Post it here! Other broke ass hungry people want to know!


----------



## Bert2368 (Feb 27, 2019)

Good enough and cheaper tools mentioned earlier-

Link to a post on Mora Companion SS and Mora laminated Carbon steel utility fixed blade knives:

https://www.kitchenknifeforums.com/posts/600073/

Compsnion is still DAMN cheap for the quality-

http://rover.ebay.com/rover/1/711-5...0001&campid=5338413729&icep_item=264063311070

The Mora Carbon steel is still AWESOME for the price, now it's EVEN CHEAPER IF YOU BUY TWO!!

http://rover.ebay.com/rover/1/711-5...0001&campid=5338413729&icep_item=112440786109





----------

Link to earlier post regarding some NOT good enough for my use
Cheap Chinese chef knives:

https://www.kitchenknifeforums.com/posts/600004/


----------



## HRC_64 (Feb 27, 2019)

If you are skint and need cookware, the Tramotina from wall mart is perfectly usable...
and won't hold you back at all...its a knock off version of all clad (stainless clad alu core) 
and its dirt cheap on sale.

https://www.walmart.com/c/brand/tramontina


----------



## Michi (Feb 27, 2019)

Ikea is a good source for all sorts of kitchen gadgets at a budget price.


----------



## Bert2368 (Feb 28, 2019)

HRC_64 said:


> If you are skint and need cookware, the Tramotina from wall mart is perfectly usable...
> and won't hold you back at all...its a knock off version of all clad (stainless clad alu core)
> and its dirt cheap on sale.
> 
> https://www.walmart.com/c/brand/tramontina


 Yes indeed!

I have the largest Tramontina stock pot, it's what I use when canning 5 - 6 gallon batches of salsas, sphagetti and creole sauces when my garden tomato patch is trying to bury me in mid August.

I admit to using the same pot outdoors full of 160 F. water to scald chickens & ducks for plucking as well... But the turkeys won't fit. Had to find a big old fashioned galvanised wash tub for scalding them, and even then, some won't fit completely snd need to be turned several times.



Michi said:


> Ikea is a good source for all sorts of kitchen gadgets at a budget price.

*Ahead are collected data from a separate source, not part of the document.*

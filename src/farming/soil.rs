//! Soil tilling and watering systems.

use bevy::prelude::*;

use crate::shared::*;
use super::autotile::SoilVariant;
use super::controller::Cultivation;

/// A tilled patch drawn with the texture picked by the autotiler.
#[derive(Component, Debug, Clone, Copy, PartialEq, Eq)]
pub struct SoilTile {
    pub pos: GridPos,
    pub variant: SoilVariant,
}

/// Wet overlay drawn over a watered soil tile.
#[derive(Component, Debug, Clone, Copy, PartialEq, Eq)]
pub struct WaterTile {
    pub pos: GridPos,
}

// ─────────────────────────────────────────────────────────────────────────────
// Hoe — till a farmable cell
// ─────────────────────────────────────────────────────────────────────────────

pub fn handle_hoe_tool_use(
    mut tool_events: EventReader<ToolUseEvent>,
    mut cultivation: Cultivation,
) {
    for event in tool_events.read() {
        if event.tool != ToolKind::Hoe {
            continue;
        }
        cultivation.till(event.target);
    }
}

// ─────────────────────────────────────────────────────────────────────────────
// Watering Can — water a tilled cell
// ─────────────────────────────────────────────────────────────────────────────

pub fn handle_watering_can_tool_use(
    mut tool_events: EventReader<ToolUseEvent>,
    mut cultivation: Cultivation,
) {
    for event in tool_events.read() {
        if event.tool != ToolKind::WateringCan {
            continue;
        }
        // The can splashes whether or not there is tilled soil underneath.
        cultivation.play_sfx("water");
        if cultivation.water(event.target) {
            debug!("[Farming] Watered soil at {:?}", event.target);
        }
    }
}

My mid sized stock pot is from Ikea, the stamped volume measurements are a nice touch. I use that one for a pasta boiler, bean pot or during canning season to make 2 gallon or so sized batches of habanero and/or ghost pepper hot sauces.


----------



## Nemo (Feb 28, 2019)

I was amazed when @Kippington showed me how sharp an edge I could get off a cardboard strop (made from a cereal packet IIRC) loaded with cheap ebay diamond compound.


----------



## labor of love (Feb 28, 2019)

Nemo said:


> I was amazed when Kippington showed me how sharp an edge I could get off a cardboard strop (made from a cereal packet IIRC) loaded with cheap ebay diamond compound.


Wha?


----------



## labor of love (Feb 28, 2019)

Dave Martell deburring felt block is a hella cheap tool that makes quite the difference. I’ve been using wine corks for years but this is a definite upgrade.


----------



## Nemo (Feb 28, 2019)

labor of love said:


> Dave Martell deburring felt block is a hella cheap tool that makes quite the difference. I’ve been using wine corks for years but this is a definite upgrade.

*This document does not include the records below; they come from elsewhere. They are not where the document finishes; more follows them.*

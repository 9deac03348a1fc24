//! Cultivation snapshots — F5 writes the field to disk, F9 puts it back.
//!
//! The snapshot holds the grid flags, every crop's type and age, and the
//! weather. Derived crop state (hitbox, layer, harvestable) is recomputed on
//! load, and every soil, water and crop entity is respawned.

use bevy::prelude::*;
use serde::{Deserialize, Serialize};
use std::fs;
use std::path::{Path, PathBuf};
use thiserror::Error;

use crate::farming::{CellFlags, Crop, Cultivation, FarmingSet, SoilGrid};
use crate::shared::*;

// ═══════════════════════════════════════════════════════════════════════
// PUBLIC TYPES
// ═══════════════════════════════════════════════════════════════════════

pub const SAVE_VERSION: u32 = 1;

#[derive(Debug, Error)]
pub enum SaveError {
    #[error("{action} failed for {path}: {source}")]
    Io {
        action: &'static str,
        path: PathBuf,
        #[source]
        source: std::io::Error,
    },
    #[error("snapshot is not valid JSON: {0}")]
    Json(#[from] serde_json::Error),
    #[error("snapshot is {saved_rows}x{saved_cols} but the farm is {rows}x{cols}")]
    DimensionMismatch {
        saved_rows: u32,
        saved_cols: u32,
        rows: u32,
        cols: u32,
    },
    #[error("snapshot cells are inconsistent")]
    InvalidCells,
    #[error("snapshot farm layout differs at ({row}, {col})")]
    FarmableMismatch { row: u32, col: u32 },
}

#[derive(Debug, Clone, PartialEq, Serialize, Deserialize)]
pub struct CropRecord {
    pub cell: GridPos,
    pub kind: CropKind,
    pub age: f32,
}

#[derive(Debug, Clone, PartialEq, Serialize, Deserialize)]
pub struct CultivationSnapshot {
    pub version: u32,
    pub day: u32,
    pub raining: bool,
    pub rows: u32,
    pub cols: u32,
    /// Row-major, `rows * cols` entries.
    pub cells: Vec<CellFlags>,
    pub crops: Vec<CropRecord>,
}

impl CultivationSnapshot {
    pub fn capture<'a>(
        grid: &SoilGrid,
        crops: impl IntoIterator<Item = &'a Crop>,
        weather: &WeatherState,
    ) -> Self {
        let mut crops: Vec<CropRecord> = crops
            .into_iter()
            .map(|crop| CropRecord {
                cell: crop.cell(),
                kind: crop.kind(),
                age: crop.age(),
            })
            .collect();
        crops.sort_by_key(|record| record.cell);

        Self {
            version: SAVE_VERSION,
            day: weather.day,
            raining: weather.raining,
            rows: grid.rows(),
            cols: grid.cols(),
            cells: grid.cells().to_vec(),
            crops,
        }
    }

    /// Rebuild the grid, refusing snapshots taken on a different farm: the
    /// size and every cell's farmable flag must match `live`.
    pub fn to_grid(&self, live: &SoilGrid) -> Result<SoilGrid, SaveError> {
        let (rows, cols) = (live.rows(), live.cols());
        if (self.rows, self.cols) != (rows, cols) {
            return Err(SaveError::DimensionMismatch {
                saved_rows: self.rows,
                saved_cols: self.cols,
                rows,
                cols,
            });
        }
        let grid = SoilGrid::from_cells(self.rows, self.cols, self.cells.clone())
            .ok_or(SaveError::InvalidCells)?;
        if let Some(pos) = live
            .positions()
            .find(|&pos| grid.is_farmable(pos) != live.is_farmable(pos))
        {
            return Err(SaveError::FarmableMismatch {
                row: pos.row,
                col: pos.col,
            });
        }
        Ok(grid)
    }
}

// ═══════════════════════════════════════════════════════════════════════
// EVENTS
// ═══════════════════════════════════════════════════════════════════════

/// Write a snapshot; `path` overrides the configured save path.
#[derive(Event, Debug, Clone, Default)]
pub struct SaveRequestEvent {
    pub path: Option<PathBuf>,
}

#[derive(Event, Debug, Clone, Default)]
pub struct LoadRequestEvent {
    pub path: Option<PathBuf>,
}

/// Sent by SavePlugin after a save completes (success or failure).
#[derive(Event, Debug, Clone)]
pub struct SaveCompleteEvent {
    pub path: PathBuf,
    pub success: bool,
    pub error_message: Option<String>,
}

/// Sent by SavePlugin after a load completes.
#[derive(Event, Debug, Clone)]
pub struct LoadCompleteEvent {
    pub path: PathBuf,
    pub success: bool,
    pub error_message: Option<String>,
}

/// A validated snapshot waiting for the farming domain to respawn it.
#[derive(Resource, Debug, Default)]
struct PendingRestore(Option<(PathBuf, SoilGrid, Vec<CropRecord>)>);

pub struct SavePlugin;

impl Plugin for SavePlugin {
    fn build(&self, app: &mut App) {
        app.init_resource::<PendingRestore>()
            .init_resource::<PlayerInput>()
            .add_event::<SaveRequestEvent>()
            .add_event::<LoadRequestEvent>()
            .add_event::<SaveCompleteEvent>()
            .add_event::<LoadCompleteEvent>()
            .add_systems(
                Update,
                (
                    quicksave_keybind,
                    handle_save_request,
                    handle_load_request,
                    apply_pending_restore,
                )
                    .chain()
                    .before(FarmingSet::Actions)
                    .run_if(in_state(GameState::Playing)),
            );
    }
}

// ═══════════════════════════════════════════════════════════════════════
// FILESYSTEM HELPERS
// ═══════════════════════════════════════════════════════════════════════

fn io(action: &'static str, path: &Path) -> impl FnOnce(std::io::Error) -> SaveError {
    let path = path.to_path_buf();
    move |source| SaveError::Io { action, path, source }
}

pub fn write_snapshot(path: &Path, snapshot: &CultivationSnapshot) -> Result<(), SaveError> {
    if let Some(dir) = path.parent().filter(|dir| !dir.as_os_str().is_empty()) {
        fs::create_dir_all(dir).map_err(io("create directory", dir))?;
    }

    let json = serde_json::to_string_pretty(snapshot)?;
    // Write to a temp file first, then rename for atomicity
    let tmp_path = path.with_extension("json.tmp");
    fs::write(&tmp_path, json).map_err(io("write", &tmp_path))?;
    fs::rename(&tmp_path, path).map_err(io("rename", path))?;
    Ok(())
}

pub fn read_snapshot(path: &Path) -> Result<CultivationSnapshot, SaveError> {
    let json = fs::read_to_string(path).map_err(io("read", path))?;
    let snapshot: CultivationSnapshot = serde_json::from_str(&json)?;

    // No migrations yet; a mismatch only warns.
    if snapshot.version != SAVE_VERSION {
        warn!(
            "[Save] {} has version {} but current version is {}. Attempting to load anyway.",
            path.display(),
            snapshot.version,
            SAVE_VERSION
        );
    }
    Ok(snapshot)
}

// ═══════════════════════════════════════════════════════════════════════
// SYSTEMS
// ═══════════════════════════════════════════════════════════════════════

fn handle_save_request(
    mut save_events: EventReader<SaveRequestEvent>,
    mut complete_events: EventWriter<SaveCompleteEvent>,
    settings: Res<CultivationSettings>,
    grid: Res<SoilGrid>,
    weather: Res<WeatherState>,
    crops: Query<&Crop>,
) {
    for ev in save_events.read() {
        let path = ev.path.clone().unwrap_or_else(|| settings.save_path.clone());
        let snapshot = CultivationSnapshot::capture(&grid, &crops, &weather);

        match write_snapshot(&path, &snapshot) {
            Ok(()) => {
                info!(
                    "[Save] Wrote {} crop(s) to {}",
                    snapshot.crops.len(),
                    path.display()
                );
                complete_events.send(SaveCompleteEvent {
                    path,
                    success: true,
                    error_message: None,
                });
            }
            Err(e) => {
                warn!("[Save] Save to {} FAILED: {}", path.display(), e);
                complete_events.send(SaveCompleteEvent {
                    path,
                    success: false,
                    error_message: Some(e.to_string()),
                });
            }
        }
    }
}

/// Reads and validates the snapshot and puts the weather back. The field itself
/// is rebuilt by `apply_pending_restore` right after.
fn handle_load_request(
    mut load_events: EventReader<LoadRequestEvent>,
    mut complete_events: EventWriter<LoadCompleteEvent>,
    mut pending: ResMut<PendingRestore>,
    mut weather: ResMut<WeatherState>,
    settings: Res<CultivationSettings>,
    grid: Res<SoilGrid>,
) {
    for ev in load_events.read() {
        let path = ev.path.clone().unwrap_or_else(|| settings.save_path.clone());
        info!("[Save] Loading {}...", path.display());

        let loaded = read_snapshot(&path)
            .and_then(|snapshot| Ok((snapshot.to_grid(&grid)?, snapshot)));
        match loaded {
            Ok((restored, snapshot)) => {
                *weather = WeatherState {
                    raining: snapshot.raining,
                    day: snapshot.day,
                };
                pending.0 = Some((path, restored, snapshot.crops));
            }
            Err(e) => {
                warn!("[Save] Load from {} FAILED: {}", path.display(), e);
                complete_events.send(LoadCompleteEvent {
                    path,
                    success: false,
                    error_message: Some(e.to_string()),
                });
            }
        }
    }
}

fn apply_pending_restore(
    mut pending: ResMut<PendingRestore>,
    mut cultivation: Cultivation,
    mut complete_events: EventWriter<LoadCompleteEvent>,
) {
    let Some((path, grid, crops)) = pending.0.take() else {
        return;
    };
    let count = crops.len();
    cultivation.restore(
        grid,
        crops.into_iter().map(|record| (record.cell, record.kind, record.age)),
    );
    info!("[Save] Restored field with {} crop(s) from {}", count, path.display());
    complete_events.send(LoadCompleteEvent {
        path,
        success: true,
        error_message: None,
    });
}

/// F5 = quicksave, F9 = quickload, both to the configured path.
fn quicksave_keybind(
    player_input: Res<PlayerInput>,
    mut save_writer: EventWriter<SaveRequestEvent>,
    mut load_writer: EventWriter<LoadRequestEvent>,
) {
    if player_input.quicksave {
        info!("[Save] F5 quicksave");
        save_writer.send(SaveRequestEvent::default());
    }
    if player_input.quickload {
        info!("[Save] F9 quickload");
        load_writer.send(LoadRequestEvent::default());
    }
}

#[cfg(test)]
mod tests {
    use super::*;

    fn corn() -> CropDef {
        CropDef {
            kind: CropKind::Corn,
            name: "Corn".into(),
            growth_rate: 1.0,
            stages: 4,
            y_offset: -16.0,
            frame_width: 64.0,
            frame_height: 64.0,
            hitbox_inset: 26.0,
        }
    }

    fn planted_grid() -> SoilGrid {
        let all = (0..2).flat_map(|r| (0..3).map(move |c| GridPos::new(r, c)));
        let mut grid = SoilGrid::from_farmable(2, 3, all);
        grid.set_tilled(GridPos::new(0, 1));
        grid.set_watered(GridPos::new(0, 1));
        grid.set_planted(GridPos::new(0, 1));
        grid
    }

    fn temp_path(name: &str) -> PathBuf {
        std::env::temp_dir()
            .join(format!("sproutfield-save-{}-{name}", std::process::id()))
            .join("cultivation.json")
    }

    #[test]
    fn capture_records_crops_and_weather() {
        let grid = planted_grid();
        let crop = Crop::with_age(&corn(), GridPos::new(0, 1), 2.0);
        let weather = WeatherState { raining: true, day: 4 };

        let snapshot = CultivationSnapshot::capture(&grid, [&crop], &weather);
        assert_eq!(snapshot.version, SAVE_VERSION);
        assert_eq!((snapshot.rows, snapshot.cols), (2, 3));
        assert_eq!(snapshot.cells.len(), 6);
        assert!(snapshot.raining);
        assert_eq!(snapshot.day, 4);
        assert_eq!(
            snapshot.crops,
            vec![CropRecord { cell: GridPos::new(0, 1), kind: CropKind::Corn, age: 2.0 }]
        );
    }

    #[test]
    fn snapshot_survives_disk() {
        let grid = planted_grid();
        let snapshot = CultivationSnapshot::capture(&grid, std::iter::empty(), &WeatherState::default());
        let path = temp_path("disk");

        write_snapshot(&path, &snapshot).unwrap();
        let read = read_snapshot(&path).unwrap();
        assert_eq!(read, snapshot);

        let restored = read.to_grid(&grid).unwrap();
        assert!(restored.is_watered(GridPos::new(0, 1)));
        assert!(restored.is_planted(GridPos::new(0, 1)));
        assert!(!path.with_extension("json.tmp").exists());

        let _ = fs::remove_dir_all(path.parent().unwrap());
    }

    #[test]
    fn different_farm_size_is_rejected() {
        let snapshot = CultivationSnapshot::capture(&planted_grid(), std::iter::empty(), &WeatherState::default());
        let other = SoilGrid::from_farmable(3, 3, [GridPos::new(1, 1)]);
        let err = snapshot.to_grid(&other).unwrap_err();
        assert!(matches!(err, SaveError::DimensionMismatch { rows: 3, .. }), "{err}");
    }

    #[test]
    fn same_size_farm_with_other_layout_is_rejected() {
        let all = (0..3).flat_map(|r| (0..3).map(move |c| GridPos::new(r, c)));
        let mut saved = SoilGrid::from_farmable(3, 3, all);
        saved.set_tilled(GridPos::new(0, 0));
        let snapshot = CultivationSnapshot::capture(&saved, std::iter::empty(), &WeatherState::default());

        let live = SoilGrid::from_farmable(3, 3, [GridPos::new(1, 1)]);
        let err = snapshot.to_grid(&live).unwrap_err();
        assert!(matches!(err, SaveError::FarmableMismatch { row: 0, col: 0 }), "{err}");
        assert!(!live.is_farmable(GridPos::new(0, 0)));
        assert_eq!(live.farmable_rects().len(), 1);
    }

    #[test]
    fn inconsistent_cells_are_rejected() {
        let mut snapshot =
            CultivationSnapshot::capture(&planted_grid(), std::iter::empty(), &WeatherState::default());
        // Watered but never tilled.
        let json = serde_json::to_value(&snapshot.cells[0]).unwrap();
        let mut broken = json.as_object().unwrap().clone();
        broken.insert("watered".into(), serde_json::Value::Bool(true));
        snapshot.cells[0] = serde_json::from_value(serde_json::Value::Object(broken)).unwrap();

        assert!(matches!(snapshot.to_grid(&planted_grid()), Err(SaveError::InvalidCells)));
    }

    #[test]
    fn unreadable_files_are_errors() {
        let missing = read_snapshot(Path::new("no/such/save.json")).unwrap_err();
        assert!(matches!(missing, SaveError::Io { action: "read", .. }));

        let path = temp_path("garbage");
        fs::create_dir_all(path.parent().unwrap()).unwrap();
        fs::write(&path, "{ not json").unwrap();
        assert!(matches!(read_snapshot(&path), Err(SaveError::Json(_))));
        let _ = fs::remove_dir_all(path.parent().unwrap());
    }
}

I'm gonna have to break mine out now.


----------



## labor of love (Feb 28, 2019)

Funny you say that. Mine sat unused for months until I decided to try it.It doesn’t take much pressure as the block isn’t very dense. I think I need to bust out the felt strop too and take it for a spin.


----------



## Bert2368 (Feb 28, 2019)

Nemo said:


> I was amazed when @Kippington showed me how sharp an edge I could get off a cardboard strop (made from a cereal packet IIRC) loaded with cheap ebay diamond compound.



See my post on sharpening several Globals with a soft Arkansas followed by first stropping the blades on a tri folded piece of copier paper with a bit of Flitz metal polish, then stropping again on an un loaded tri folded piece of the same copier paper?

https://www.kitchenknifeforums.com/posts/589687/




---------

I have used my cheap Russian .5 micron diamond dust as the abrasive of a "loaded strop" by thinly scattering it as dry powder on a tri folded piece of 8.5" X 11" copier paper taped down to a piece of glass- It worked quite well, I could comfortably SHAVE with that knife after I stropped it a few more times on bare leather. (This was done with a distinctly UNIMPRESSIVE stainless steel Chinese sub $10 US chef knife! That shaveing edge didn't last long.)

If I understand what I am reading correctly?

---------

No, I did NOT "understand what I am reading correctly". A common thing with me, when posting after midnight!

(Edited to remove content based on MY misunderstanding of a "science of sharp" post re: use of an abrasive loaded strop)


----------



## Matus (Feb 28, 2019)

Nemo said:


> I'm gonna have to break mine out now.



I got mine and forgot about them. About time to put them in use finally!


----------



## Nemo (Feb 28, 2019)

Bert2368 said:


> If I understand what I am reading correctly? According to the "science of sharp" blog owner, it is important that the grains of abrasives used to load cloth, paper, sueded leather & etc. can "settle in" or be "pressed in" to the weave or texture of the strop material and present only the top surface of the individual abrasive crystals or chunks to a passing knife edge.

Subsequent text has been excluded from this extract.